Ming Lauren Holden is an actor, writer, activist, translator, educator, humanitarian aid and development worker, and photographer who was raised on a zebra ranch on California’s central coast. She has worked in the international development sector on four continents in thirteen countries since 2003. She earned her BA with Honors in Literary Arts at Brown University, earned her MFA at Indiana University, and is pursuing a PhD at UCSB.

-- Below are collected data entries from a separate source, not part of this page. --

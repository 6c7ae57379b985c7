//! Catalog-backed path resolution.
//!
//! Every modality resolves media URLs through the same two key builders,
//! [`image_key`] (`"{video_id}_{frame_id}.jpg"`) and [`video_key`]
//! (`"{video_id}.mp4"`). Keys are looked up in title→external-id catalogs and
//! the external id is substituted into a URL template. Lookups are soft: a
//! missing key leaves the corresponding field `None` and the hit is kept.

use serde::Serialize;
use serde_json::Value;
use std::collections::HashMap;

use crate::models::{FrameLocator, RawHit, ResolvedHit};

pub const DEFAULT_IMAGE_URL_TEMPLATE: &str =
    "https://drive.google.com/thumbnail?export=view&sz=w160-h160&id={id}";
pub const DEFAULT_VIDEO_URL_TEMPLATE: &str = "https://drive.google.com/file/d/{id}/preview";

/// Placeholder replaced by the external id in URL templates.
pub const ID_PLACEHOLDER: &str = "{id}";

/// Catalog key of a frame image.
pub fn image_key(locator: &FrameLocator) -> String {
    format!("{}_{}.jpg", locator.video_id, locator.frame_id)
}

/// Catalog key of a video file; also the fps catalog key.
pub fn video_key(video_id: &str) -> String {
    format!("{}.mp4", video_id)
}

/// Title-keyed lookup tables for media ids and frame rates.
#[derive(Debug, Clone, Default)]
pub struct Catalogs {
    /// Image file title → external id.
    pub images: HashMap<String, String>,
    /// Video file title → external id.
    pub videos: HashMap<String, String>,
    /// Video file title → frames per second.
    pub fps: HashMap<String, f64>,
}

impl Catalogs {
    pub fn fps_for(&self, video_id: &str) -> Option<f64> {
        self.fps.get(&video_key(video_id)).copied()
    }
}

/// Build a title→id map from a JSON array of `{title, id}` records.
///
/// Records missing either field are skipped; anything that is not an array
/// yields an empty map.
pub fn parse_id_catalog(value: &Value) -> HashMap<String, String> {
    let Some(items) = value.as_array() else {
        return HashMap::new();
    };
    items
        .iter()
        .filter_map(|item| {
            let title = item.get("title")?.as_str()?;
            let id = match item.get("id")? {
                Value::String(s) if !s.is_empty() => s.clone(),
                Value::Number(n) => n.to_string(),
                _ => return None,
            };
            Some((title.to_string(), id))
        })
        .collect()
}

/// Build a title→fps map from a JSON array of `{title, fps}` records.
pub fn parse_fps_catalog(value: &Value) -> HashMap<String, f64> {
    let Some(items) = value.as_array() else {
        return HashMap::new();
    };
    items
        .iter()
        .filter_map(|item| {
            let title = item.get("title")?.as_str()?;
            let fps = item.get("fps")?.as_f64()?;
            Some((title.to_string(), fps))
        })
        .collect()
}

/// Resolved media fields for one locator.
#[derive(Debug, Clone, Default, PartialEq, Serialize)]
pub struct ResolvedPaths {
    pub image_path: Option<String>,
    pub video_path: Option<String>,
    pub fps: Option<f64>,
}

/// Turns locators into externally addressable URLs.
#[derive(Debug, Clone)]
pub struct PathResolver {
    image_url_template: String,
    video_url_template: String,
}

impl Default for PathResolver {
    fn default() -> Self {
        Self::new(DEFAULT_IMAGE_URL_TEMPLATE, DEFAULT_VIDEO_URL_TEMPLATE)
    }
}

impl PathResolver {
    pub fn new(image_url_template: impl Into<String>, video_url_template: impl Into<String>) -> Self {
        Self {
            image_url_template: image_url_template.into(),
            video_url_template: video_url_template.into(),
        }
    }

    /// Resolve a locator. Never fails; unknown keys leave fields `None`.
    pub fn resolve(&self, locator: &FrameLocator, catalogs: &Catalogs) -> ResolvedPaths {
        let image_name = image_key(locator);
        let video_name = video_key(&locator.video_id);

        let image_path = match catalogs.images.get(&image_name) {
            Some(id) => Some(self.image_url_template.replace(ID_PLACEHOLDER, id)),
            None => {
                tracing::debug!(key = %image_name, "image not in catalog");
                None
            }
        };
        let video_path = match catalogs.videos.get(&video_name) {
            Some(id) => Some(self.video_url_template.replace(ID_PLACEHOLDER, id)),
            None => {
                tracing::debug!(key = %video_name, "video not in catalog");
                None
            }
        };

        ResolvedPaths {
            image_path,
            video_path,
            fps: catalogs.fps.get(&video_name).copied(),
        }
    }

    /// Attach resolved paths to a hit. Returns `None` only when the hit has
    /// no derivable locator.
    pub fn resolve_hit(
        &self,
        hit: RawHit,
        score: Option<f64>,
        catalogs: &Catalogs,
    ) -> Option<ResolvedHit> {
        let locator = hit.locator()?;
        let paths = self.resolve(&locator, catalogs);
        Some(ResolvedHit {
            hit,
            image_path: paths.image_path,
            video_path: paths.video_path,
            fps: paths.fps,
            score,
        })
    }
}

#[cfg(test)]
mod tests {
    use super::*;
    use serde_json::json;

    fn catalogs() -> Catalogs {
        Catalogs {
            images: parse_id_catalog(&json!([
                {"title": "L01_V001_120.jpg", "id": "img-abc"},
                {"title": "broken"}
            ])),
            videos: parse_id_catalog(&json!([{"title": "L01_V001.mp4", "id": "vid-xyz"}])),
            fps: parse_fps_catalog(&json!([{"title": "L01_V001.mp4", "fps": 25.0}])),
        }
    }

    #[test]
    fn test_keys() {
        let loc = FrameLocator::new("L01_V001", 120);
        assert_eq!(image_key(&loc), "L01_V001_120.jpg");
        assert_eq!(video_key("L01_V001"), "L01_V001.mp4");
    }

    #[test]
    fn test_resolve_known_locator() {
        let paths = PathResolver::default().resolve(&FrameLocator::new("L01_V001", 120), &catalogs());
        assert_eq!(
            paths.image_path.as_deref(),
            Some("https://drive.google.com/thumbnail?export=view&sz=w160-h160&id=img-abc")
        );
        assert_eq!(
            paths.video_path.as_deref(),
            Some("https://drive.google.com/file/d/vid-xyz/preview")
        );
        assert_eq!(paths.fps, Some(25.0));
    }

    #[test]
    fn test_resolve_is_total() {
        let resolver = PathResolver::new("img:{id}", "vid:{id}");
        let paths = resolver.resolve(&FrameLocator::new("missing", 0), &Catalogs::default());
        assert_eq!(paths, ResolvedPaths::default());

        let paths = resolver.resolve(&FrameLocator::new("L01_V001", 7), &catalogs());
        assert!(paths.image_path.is_none());
        assert_eq!(paths.video_path.as_deref(), Some("vid:vid-xyz"));
    }

    #[test]
    fn test_malformed_catalog_is_empty() {
        assert!(parse_id_catalog(&json!({"title": "x", "id": "y"})).is_empty());
        assert!(parse_fps_catalog(&json!("nope")).is_empty());
        assert_eq!(catalogs().images.len(), 1);
    }
}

Ming is the winner of Bellingham Review‘s 49th Parallel Poetry Award, Chattahoochee Review‘s Lamar York Nonfiction Prize and Glimmer Train‘s Family Matters Fiction Prize. Her nonfiction has also placed as a finalist or runner-up for the annual nonfiction prizes at Arts & Letters, Passages North, Ruminate, and Crab Orchard Review. While an undergraduate, Ming co-founded and served as Editor-in-Chief of the Brown Literary Review. Her poetry, fiction, creative nonfiction, journalism, interviews, photography, and literary translations have also appeared in The Daily Beast, Alchemy, Box Of Jars, Cerise Press, The Best American Poetry Blog, Hayden’s Ferry Review, Jai-Alai, The Huffington Post, Molotov Cocktail, Peaches and Bats, The Poker, Prospect, The Rumpus, the Santa Ynez Valley Journal, the Santa Barbara Independent, Slice Magazine’s blog, and others.

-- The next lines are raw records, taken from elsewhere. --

//! Linear message search with a simple relevance heuristic.

use super::{ChatMessage, Conversation};
use regex::Regex;
use serde::Serialize;

const SCORE_EXACT: u32 = 100;
const SCORE_PREFIX: u32 = 80;
const SCORE_WHOLE_WORD: u32 = 60;
const SCORE_SUBSTRING: u32 = 40;

#[derive(Debug, Clone, PartialEq, Serialize)]
#[serde(rename_all = "camelCase")]
pub struct SearchResult {
    pub conversation_id: String,
    pub conversation_title: String,
    pub message: ChatMessage,
    pub score: u32,
}

/// Query prepared once per search.
pub(crate) struct Query {
    lowered: String,
    word: Option<Regex>,
}

impl Query {
    /// `None` for blank queries.
    pub(crate) fn new(raw: &str) -> Option<Self> {
        let lowered = raw.trim().to_lowercase();
        if lowered.is_empty() {
            return None;
        }
        let word = Regex::new(&format!(r"\b{}\b", regex::escape(&lowered))).ok();
        Some(Self { lowered, word })
    }

    fn score(&self, content: &str) -> Option<u32> {
        let content = content.to_lowercase();
        if !content.contains(&self.lowered) {
            return None;
        }

        let score = if content.trim() == self.lowered {
            SCORE_EXACT
        } else if content.starts_with(&self.lowered) {
            SCORE_PREFIX
        } else if self.word.as_ref().is_some_and(|re| re.is_match(&content)) {
            SCORE_WHOLE_WORD
        } else {
            SCORE_SUBSTRING
        };
        Some(score)
    }
}

/// Score `content` against `query`, case-insensitively.
///
/// Exact match beats prefix, prefix beats whole word, whole word beats a
/// bare substring. Returns `None` when the query does not occur at all.
#[must_use]
pub fn score_match(content: &str, query: &str) -> Option<u32> {
    Query::new(query)?.score(content)
}

/// Score every message of `conversations`, best first.
pub(crate) fn search<'a>(
    conversations: impl Iterator<Item = &'a Conversation>,
    query: &Query,
) -> Vec<SearchResult> {
    let mut results: Vec<SearchResult> = conversations
        .flat_map(|conv| {
            conv.messages.iter().filter_map(move |message| {
                query.score(&message.content).map(|score| SearchResult {
                    conversation_id: conv.id.clone(),
                    conversation_title: conv.title.clone(),
                    message: message.clone(),
                    score,
                })
            })
        })
        .collect();

    results.sort_by(|a, b| {
        b.score
            .cmp(&a.score)
            .then_with(|| b.message.timestamp.cmp(&a.message.timestamp))
    });
    results
}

Ming was invited by the United States Embassy to Suriname on a diplomatic speaking engagement under the U.S. Speakers Program to speak about creative writing and theater as tools for empowerment for Women’s History Month in 2014. In 2011, she founded the Survival Girls, a self-sustaining theater group for young Congolese women in the slums of Nairobi. Her book about the experience, a nonfiction novella The Survival Girls, received a limited release in 2013 from Wolfram Productions as a fundraising effort for university tuition for Survival Girls group members. Ming’s writing about the Survival Girls group was also nominated for the AWP Intro Award for Nonfiction. Ming won the USAID worldwide essay contest for inclusion in the USAID Frontiers in Development publication, and Hillary Clinton gives the Survival Girls a shout out in the introduction!
Ming served the Mongolian Writers Union as its first-ever International Relations Adviser during her year as a Henry Luce Scholar in Mongolia and worked towards the formation of a Mongolia PEN Center. She has since returned to Mongolia to work for The Asia Foundation on a literary translation and advocated for an exiled Chinese writer in Turkey at the Writers and Literary Translators International Congress 2010, where she was the youngest presenter and one of the only Americans. She is the recipient of Indiana University's Woon-Joon Yoon Memorial Fellowship, for “students who have exemplified tolerance and understanding across racial and religious lines through service, personal commitment, academic achievement and future potential.” Ming is also the recipient of the Herman Wells Graduate Fellowship, Indiana University’s most competitive graduate award, designated for “leadership abilities, character, social consciousness, and generosity of spirit.”
Ming has worked in community development in Russia (at the Silver Taiga Sustainable Forestry Foundation); Syria (with Every Syrian); Turkey (independently); Ecuador (at the CEMOPLAF family planning clinic); Bolivia (at the Rio Beni Health Project); Mongolia (at The Asia Foundation and the Mongolian Writers Union); Kenya (independently; at the UNHCR; and with the Golden Globe Foundation); Suriname (through the American Embassy); and also in California (at People Helping People and The Odyssey Project) and in New York (at Archipelago Books).
As an actor, Ming has worked with Plaza Playhouse in Carpinteria (The Odd Couple, Calamity Jane, Dr. Devereaux, Radio One-Acts, A Christmas Carol); Dogstar Theater in Santa Barbara (Last Train to Nibroc, The Foreigner); and Dijo Productions in Santa Barbara (Ghetto).
A recipient of the University of California’s Special Regents Fellowship, Ming was a part of the pilot Graduate Affiliate Fellow program at the Interdisciplinary Humanities Center at UCSB, where she is currently earning a PhD in Theater and Dance. She recently served both as the Instructor of Record for the Odyssey Project, which brings incarcerated youth and UCSB undergraduates together for a theater workshop, and as director of the concomitant show at Santa Barbara’s Center Stage Theater. She just taught "Playsia," a theater workshop and lab for UCSB's Asian American Studies majors to create original theater pieces about race and identity. She’s hoping to graduate this year with a doctorate in Theater and Dance with a focus on the role of performance in trauma recovery.